También pasó por esa mesa un joven ginecólogo que trabajaba en un hospital público. Claro que fue el centro de atención de la mesa de masculinos solamente, que de haber terciado alguna novia o esposa nos habríamos perdido las anécdotas más sabrosas. Como el policial, el hospitalario está repleto de idiotas que, en este caso, quieren que los médicos les atiendan a sus mujeres, pero sin tocarlas mucho, sin mirarlas tampoco. Los imbéciles postularían algo así como una ginecología telepática (no podrías expresarlo así, claro) al estilo de la que practicaba el señor Spock.

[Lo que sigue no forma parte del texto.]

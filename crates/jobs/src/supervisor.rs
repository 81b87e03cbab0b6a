//! Job process lifecycle.
//!
//! ```text
//! Spawning -> Running -> Completed
//!                     -> Crashed
//!          \-> Terminating -> Aborted
//!                          -> Stuck -> Aborted (if it ever exits)
//! ```
//!
//! Transitions are driven by [`JobSupervisor::poll`], called on a fixed tick.
//! A job leaves the live set in the same tick that observes its exit, before
//! it is handed to the caller, so every job finishes exactly once.

use std::io;
use std::process::{ExitStatus, Stdio};
use std::sync::Arc;
use std::sync::atomic::{AtomicBool, Ordering};
use std::time::{Duration, Instant};

use parking_lot::Mutex;
use quill_primitives::{JobId, RegionId};
use rustc_hash::FxHashMap;
use tokio::io::AsyncWriteExt;
use tokio::process::{Child, ChildStderr, ChildStdin, ChildStdout};
use tracing::{debug, error, info, warn};

use crate::error::{SpawnError, SpawnFailure};
use crate::{JobCommand, PreviewBuffer, ResultSlot, signal};

#[cfg(test)]
mod tests;

/// Timing and buffering knobs.
#[derive(Debug, Clone, PartialEq, Eq)]
pub struct SupervisorConfig {
	/// How often the host should call [`JobSupervisor::poll`].
	pub poll_interval: Duration,
	/// Time a job gets to exit after the graceful signal.
	pub grace_period: Duration,
	/// Time a job gets to exit after the forced kill before it is reported stuck.
	pub kill_timeout: Duration,
	/// Lines of stdout/stderr kept per job.
	pub preview_lines: usize,
}

impl Default for SupervisorConfig {
	fn default() -> Self {
		Self {
			poll_interval: Duration::from_millis(100),
			grace_period: Duration::from_millis(500),
			kill_timeout: Duration::from_secs(1),
			preview_lines: 50,
		}
	}
}

/// Externally visible state of a live job.
#[derive(Debug, Clone, Copy, PartialEq, Eq)]
pub enum JobState {
	/// Launched; the prompt is still being written.
	Spawning,
	/// The process accepted its prompt.
	Running,
	/// Cancellation requested; waiting for the process to exit.
	Terminating,
	/// Neither the graceful signal nor the kill ended the process.
	Stuck,
}

/// How a job left the live set.
#[derive(Debug, Clone, PartialEq, Eq)]
pub enum JobExit {
	/// Exited successfully; its artifact should be substituted.
	Completed,
	/// Exited after a cancellation request.
	Aborted,
	/// Exited with a failure status or lost its I/O.
	Crashed {
		/// Human-readable cause.
		reason: String,
	},
}

/// A job that has left the live set, with the resources it still owns.
#[derive(Debug)]
pub struct FinishedJob {
	pub id: JobId,
	pub region: RegionId,
	pub slot: ResultSlot,
	pub exit: JobExit,
	pub status: Option<ExitStatus>,
	pub elapsed: Duration,
	/// Last stderr lines, for diagnostics.
	pub stderr_tail: Vec<String>,
}

/// Output of one supervisor tick.
#[derive(Debug)]
pub enum SupervisorEvent {
	/// The job exited and was removed from the live set.
	Finished(FinishedJob),
	/// The job survived graceful and forced termination. It stays live.
	TerminationFailed { id: JobId, region: RegionId },
}

/// Result of a cancellation request.
#[derive(Debug, Clone, Copy, PartialEq, Eq)]
pub enum TerminateRequest {
	/// A termination signal was sent.
	Signalled,
	/// Termination is already under way.
	AlreadyTerminating,
	/// The job is not live (finished or never existed).
	AlreadyGone,
}

/// Read-only snapshot of a live job.
#[derive(Debug, Clone, PartialEq, Eq)]
pub struct JobInfo {
	pub id: JobId,
	pub region: RegionId,
	pub pid: Option<u32>,
	pub state: JobState,
	pub elapsed: Duration,
	pub stdout_preview: Vec<String>,
	pub stderr_preview: Vec<String>,
}

#[derive(Debug, Clone, Copy)]
enum Termination {
	Graceful { deadline: Instant },
	Forced { deadline: Instant },
	Failed,
}

/// Outcome of writing the prompt, shared with the writer task.
#[derive(Debug, Default)]
struct Delivery {
	done: AtomicBool,
	error: Mutex<Option<String>>,
}

#[derive(Debug)]
struct Job {
	id: JobId,
	region: RegionId,
	child: Child,
	pid: Option<u32>,
	started_at: Instant,
	slot: ResultSlot,
	stdout: PreviewBuffer,
	stderr: PreviewBuffer,
	delivery: Arc<Delivery>,
	termination: Option<Termination>,
}

impl Job {
	fn state(&self) -> JobState {
		match self.termination {
			Some(Termination::Failed) => JobState::Stuck,
			Some(_) => JobState::Terminating,
			None if self.delivery.done.load(Ordering::Acquire) => JobState::Running,
			None => JobState::Spawning,
		}
	}

	fn info(&self) -> JobInfo {
		JobInfo {
			id: self.id,
			region: self.region,
			pid: self.pid,
			state: self.state(),
			elapsed: self.started_at.elapsed(),
			stdout_preview: self.stdout.snapshot(),
			stderr_preview: self.stderr.snapshot(),
		}
	}

	fn force_kill(&mut self, now: Instant, config: &SupervisorConfig) {
		if let Err(e) = self.child.start_kill() {
			warn!(job = %self.id, pid = ?self.pid, error = %e, "failed to send kill");
		}
		self.termination = Some(Termination::Forced {
			deadline: now + config.kill_timeout,
		});
	}

	/// Escalates a pending termination whose deadline passed.
	fn advance_termination(&mut self, now: Instant, config: &SupervisorConfig) -> Option<SupervisorEvent> {
		match self.termination {
			Some(Termination::Graceful { deadline }) if now >= deadline => {
				warn!(job = %self.id, pid = ?self.pid, "grace period elapsed, killing job");
				self.force_kill(now, config);
				None
			}
			Some(Termination::Forced { deadline }) if now >= deadline => {
				error!(job = %self.id, pid = ?self.pid, "job survived forced kill");
				self.termination = Some(Termination::Failed);
				Some(SupervisorEvent::TerminationFailed {
					id: self.id,
					region: self.region,
				})
			}
			_ => None,
		}
	}

	fn finish(self, status: io::Result<ExitStatus>) -> FinishedJob {
		let exit = if self.termination.is_some() {
			JobExit::Aborted
		} else {
			match &status {
				Err(e) => JobExit::Crashed {
					reason: format!("failed to wait for process: {e}"),
				},
				Ok(status) => match self.delivery.error.lock().clone() {
					Some(reason) => JobExit::Crashed {
						reason: format!("failed to deliver prompt: {reason}"),
					},
					None if status.success() => JobExit::Completed,
					None => JobExit::Crashed {
						reason: format!("process exited with {status}"),
					},
				},
			}
		};

		let elapsed = self.started_at.elapsed();
		info!(job = %self.id, region = %self.region, ?exit, elapsed_ms = elapsed.as_millis() as u64, "job finished");

		FinishedJob {
			id: self.id,
			region: self.region,
			slot: self.slot,
			exit,
			status: status.ok(),
			elapsed,
			stderr_tail: self.stderr.snapshot(),
		}
	}
}

fn take_pipes(child: &mut Child) -> Result<(ChildStdin, ChildStdout, ChildStderr), &'static str> {
	let stdin = child.stdin.take().ok_or("stdin")?;
	let stdout = child.stdout.take().ok_or("stdout")?;
	let stderr = child.stderr.take().ok_or("stderr")?;
	Ok((stdin, stdout, stderr))
}

/// Owns every live job process.
#[derive(Debug, Default)]
pub struct JobSupervisor {
	jobs: FxHashMap<JobId, Job>,
	next_id: u64,
	config: SupervisorConfig,
}

impl JobSupervisor {
	pub fn new(config: SupervisorConfig) -> Self {
		Self {
			jobs: FxHashMap::default(),
			next_id: 0,
			config,
		}
	}

	pub fn config(&self) -> &SupervisorConfig {
		&self.config
	}

	/// Hands out the id for the next job, before anything is spawned.
	pub fn reserve_id(&mut self) -> JobId {
		self.next_id += 1;
		JobId(self.next_id)
	}

	/// Launches `command` for `region` and delivers `prompt` on its stdin.
	///
	/// Must be called from within a tokio runtime; the prompt write and the
	/// output capture run as background tasks.
	pub fn spawn(
		&mut self,
		id: JobId,
		region: RegionId,
		command: &JobCommand,
		prompt: Vec<u8>,
		slot: ResultSlot,
	) -> Result<JobId, SpawnFailure> {
		let mut cmd = command.to_command(slot.path());
		cmd.stdin(Stdio::piped())
			.stdout(Stdio::piped())
			.stderr(Stdio::piped())
			.kill_on_drop(true);

		let mut child = match cmd.spawn() {
			Ok(child) => child,
			Err(source) => {
				error!(%id, program = %command.program, error = %source, "failed to spawn job");
				return Err(SpawnFailure {
					error: SpawnError::Launch {
						program: command.program.clone(),
						source,
					},
					slot,
				});
			}
		};

		let (mut stdin, stdout, stderr) = match take_pipes(&mut child) {
			Ok(pipes) => pipes,
			Err(stream) => {
				error!(%id, program = %command.program, stream, "job is missing a pipe");
				if let Err(e) = child.start_kill() {
					warn!(%id, error = %e, "failed to kill job after pipe setup failed");
				}
				return Err(SpawnFailure {
					error: SpawnError::Pipe {
						program: command.program.clone(),
						stream,
					},
					slot,
				});
			}
		};

		let pid = child.id();
		let delivery = Arc::new(Delivery::default());
		let stdout_preview = PreviewBuffer::new(self.config.preview_lines);
		let stderr_preview = PreviewBuffer::new(self.config.preview_lines);

		let writer = Arc::clone(&delivery);
		tokio::spawn(async move {
			let result = async {
				stdin.write_all(&prompt).await?;
				stdin.shutdown().await
			}
			.await;
			match result {
				Ok(()) => debug!(%id, bytes = prompt.len(), "prompt delivered"),
				// The process closed stdin early; its exit status decides.
				Err(e) if e.kind() == io::ErrorKind::BrokenPipe => debug!(%id, "job closed stdin before reading the whole prompt"),
				Err(e) => {
					warn!(%id, error = %e, "failed to write prompt");
					*writer.error.lock() = Some(e.to_string());
				}
			}
			writer.done.store(true, Ordering::Release);
		});
		tokio::spawn(stdout_preview.clone().capture(stdout));
		tokio::spawn(stderr_preview.clone().capture(stderr));

		info!(%id, %region, ?pid, program = %command.program, "spawned job");

		self.jobs.insert(
			id,
			Job {
				id,
				region,
				child,
				pid,
				started_at: Instant::now(),
				slot,
				stdout: stdout_preview,
				stderr: stderr_preview,
				delivery,
				termination: None,
			},
		);
		Ok(id)
	}

	/// One liveness tick.
	///
	/// Exited jobs are removed and returned; pending terminations are
	/// escalated when their deadline passes.
	pub fn poll(&mut self) -> Vec<SupervisorEvent> {
		let now = Instant::now();
		let mut events = Vec::new();
		let mut exited = Vec::new();

		for (id, job) in &mut self.jobs {
			match job.child.try_wait() {
				Ok(Some(status)) => exited.push((*id, Ok(status))),
				Ok(None) => events.extend(job.advance_termination(now, &self.config)),
				Err(e) => exited.push((*id, Err(e))),
			}
		}

		for (id, status) in exited {
			if let Some(job) = self.jobs.remove(&id) {
				events.push(SupervisorEvent::Finished(job.finish(status)));
			}
		}
		events
	}

	/// Requests cancellation of a live job.
	///
	/// Sends the graceful signal now; [`poll`](Self::poll) escalates to a kill
	/// once the grace period passes. Calling this on a stuck job sends the
	/// kill again.
	pub fn terminate(&mut self, id: JobId) -> TerminateRequest {
		let Some(job) = self.jobs.get_mut(&id) else {
			debug!(%id, "terminate: job already gone");
			return TerminateRequest::AlreadyGone;
		};
		let now = Instant::now();
		match job.termination {
			Some(Termination::Graceful { .. } | Termination::Forced { .. }) => TerminateRequest::AlreadyTerminating,
			Some(Termination::Failed) => {
				warn!(%id, pid = ?job.pid, "retrying kill of stuck job");
				job.force_kill(now, &self.config);
				TerminateRequest::Signalled
			}
			None => {
				info!(%id, pid = ?job.pid, "terminating job");
				if let Err(e) = signal::request_exit(&mut job.child) {
					warn!(%id, error = %e, "graceful termination signal failed");
				}
				job.termination = Some(Termination::Graceful {
					deadline: now + self.config.grace_period,
				});
				TerminateRequest::Signalled
			}
		}
	}

	/// Kills every live job and hands them back as aborted.
	///
	/// Used at teardown; does not wait for the processes to exit.
	pub fn shutdown(&mut self) -> Vec<FinishedJob> {
		let ids: Vec<JobId> = self.jobs.keys().copied().collect();
		ids.into_iter()
			.filter_map(|id| self.jobs.remove(&id))
			.map(|mut job| {
				if let Err(e) = job.child.start_kill() {
					debug!(job = %job.id, error = %e, "kill at teardown failed");
				}
				job.termination = Some(Termination::Failed);
				job.finish(Err(io::Error::other("supervisor shut down")))
			})
			.collect()
	}

	/// Moves a live job into forced termination with an expired deadline,
	/// without signalling it, as if the process had outlived the kill.
	#[cfg(any(test, feature = "test-support"))]
	pub fn expire_forced_kill(&mut self, id: JobId) -> bool {
		let Some(job) = self.jobs.get_mut(&id) else {
			return false;
		};
		job.termination = Some(Termination::Forced { deadline: Instant::now() });
		true
	}

	pub fn info(&self, id: JobId) -> Option<JobInfo> {
		self.jobs.get(&id).map(Job::info)
	}

	pub fn state(&self, id: JobId) -> Option<JobState> {
		self.jobs.get(&id).map(Job::state)
	}

	/// Latest stdout lines of a live job.
	pub fn preview(&self, id: JobId) -> Option<Vec<String>> {
		self.jobs.get(&id).map(|job| job.stdout.snapshot())
	}

	pub fn contains(&self, id: JobId) -> bool {
		self.jobs.contains_key(&id)
	}

	pub fn ids(&self) -> impl Iterator<Item = JobId> + '_ {
		self.jobs.keys().copied()
	}

	pub fn len(&self) -> usize {
		self.jobs.len()
	}

	pub fn is_empty(&self) -> bool {
		self.jobs.is_empty()
	}
}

Tan cansado los tenían a los del servicio de ginecoloía, nos contó, que trabajaban con el policía de guardia en la misma puerta del consultorio, cosa de frenar a los exaltados apenas aparecían. De aquellas anécdotas, y dejando pasar los casos más sórdidos, recuerdo la que nos contó acerca de una chica “rollinga” (como se les llama a estos adeptos a la cultura “stone”) que sacó turnó y fue, pero a la hora de los bifes se negó a dejarse revisar, sin tampoco darle explicaciones al médico del porqué. El invitado (de quien he olvidado su nombre) nos contaba que no sabía qué hacer, ni se iba ni se dejaba revisar, tampoco hablaba. Cuando finalmente accedió y se recostó en la camilla, el joven ginecólogo, ante la total falta de colaboración de la paciente, inició un tanteo exploratorio yendo, digamos, pasillo adelante. A cierto camino del conducto, tocó algo sólido: un cuerpo extraño. La consultó y por toda respuesta la rollinga se cruzó un brazo por delante de los ojos.Entonces el facultativo tiró y tiró, hasta que sacó a la luz blanca de los tubos fluorescentes un huevo Kinder, de esos con un muñequito dentro, listo para armar. El cuerpo extraño era ahora bien conocido, y estaba completamente “fibrilado” (creo que usó esa palabra) por los meses que llevaba guardado dentro de ese cofrecito candente.

Tuvieron su magia especial esas veladas cárnicas (¿váquicas?)  con anécdotas de comensales invitados. Yo pensé (pero no lo dije, porque me tenían por “inteletual” aburrido) que, junto con la brisa de la madrugada de verano, los huesos pelados de las costillas y el calor remanente del fuego de la parrilla, lo que una vez más nos atraía (y había salvado la reunión) era lo bajo transformado en relato, las pulsiones violentas de la policía o las hormonales de un hospital pasadas por el tamiz del lenguaje. Era lo instintivo que en nombre de lo civilizado nos esforzábamos por reprimir y que sin embargo, bajo las estrellas, un grupo de jóvenes varones deleitaba tanto como las entrañas cocidas de un vacuno.